Segment Start: Data for analysis

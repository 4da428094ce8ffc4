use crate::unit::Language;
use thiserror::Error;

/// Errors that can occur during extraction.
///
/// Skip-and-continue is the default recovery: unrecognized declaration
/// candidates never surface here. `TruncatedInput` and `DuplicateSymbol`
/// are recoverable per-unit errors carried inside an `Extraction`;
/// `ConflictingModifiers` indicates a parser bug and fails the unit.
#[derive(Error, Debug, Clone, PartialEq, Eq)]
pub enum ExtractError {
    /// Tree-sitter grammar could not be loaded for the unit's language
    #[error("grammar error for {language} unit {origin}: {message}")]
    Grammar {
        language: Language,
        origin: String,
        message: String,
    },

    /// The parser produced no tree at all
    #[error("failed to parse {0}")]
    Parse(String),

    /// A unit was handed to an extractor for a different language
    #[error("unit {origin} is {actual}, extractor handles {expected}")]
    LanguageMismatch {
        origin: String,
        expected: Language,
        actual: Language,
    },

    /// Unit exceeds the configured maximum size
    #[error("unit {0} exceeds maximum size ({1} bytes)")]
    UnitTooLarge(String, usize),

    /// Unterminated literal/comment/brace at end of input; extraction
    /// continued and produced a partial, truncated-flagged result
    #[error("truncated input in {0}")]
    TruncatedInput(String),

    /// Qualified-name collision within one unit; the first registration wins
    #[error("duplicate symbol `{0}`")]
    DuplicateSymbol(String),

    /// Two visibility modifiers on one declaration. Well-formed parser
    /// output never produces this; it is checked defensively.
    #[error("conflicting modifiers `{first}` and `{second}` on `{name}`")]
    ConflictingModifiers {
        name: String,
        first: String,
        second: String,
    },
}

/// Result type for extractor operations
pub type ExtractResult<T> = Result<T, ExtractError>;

Segment End: Data for analysis

Task goal:
Each record above needs to be written out exactly, with nothing left out.

Your solution:
repository 4da428094ce8ffc4
use crate::unit::Language;
use thiserror::Error;

/// Errors that can occur during extraction.
///
/// Skip-and-continue is the default recovery: unrecognized declaration
/// candidates never surface here. `TruncatedInput` and `DuplicateSymbol`
/// are recoverable per-unit errors carried inside an `Extraction`;
/// `ConflictingModifiers` indicates a parser bug and fails the unit.
#[derive(Error, Debug, Clone, PartialEq, Eq)]
pub enum ExtractError {
    /// Tree-sitter grammar could not be loaded for the unit's language
    #[error("grammar error for {language} unit {origin}: {message}")]
    Grammar {
        language: Language,
        origin: String,
        message: String,
    },

    /// The parser produced no tree at all
    #[error("failed to parse {0}")]
    Parse(String),

    /// A unit was handed to an extractor for a different language
    #[error("unit {origin} is {actual}, extractor handles {expected}")]
    LanguageMismatch {
        origin: String,
        expected: Language,
        actual: Language,
    },

    /// Unit exceeds the configured maximum size
    #[error("unit {0} exceeds maximum size ({1} bytes)")]
    UnitTooLarge(String, usize),

    /// Unterminated literal/comment/brace at end of input; extraction
    /// continued and produced a partial, truncated-flagged result
    #[error("truncated input in {0}")]
    TruncatedInput(String),

    /// Qualified-name collision within one unit; the first registration wins
    #[error("duplicate symbol `{0}`")]
    DuplicateSymbol(String),

    /// Two visibility modifiers on one declaration. Well-formed parser
    /// output never produces this; it is checked defensively.
    #[error("conflicting modifiers `{first}` and `{second}` on `{name}`")]
    ConflictingModifiers {
        name: String,
        first: String,
        second: String,
    },
}

/// Result type for extractor operations
pub type ExtractResult<T> = Result<T, ExtractError>;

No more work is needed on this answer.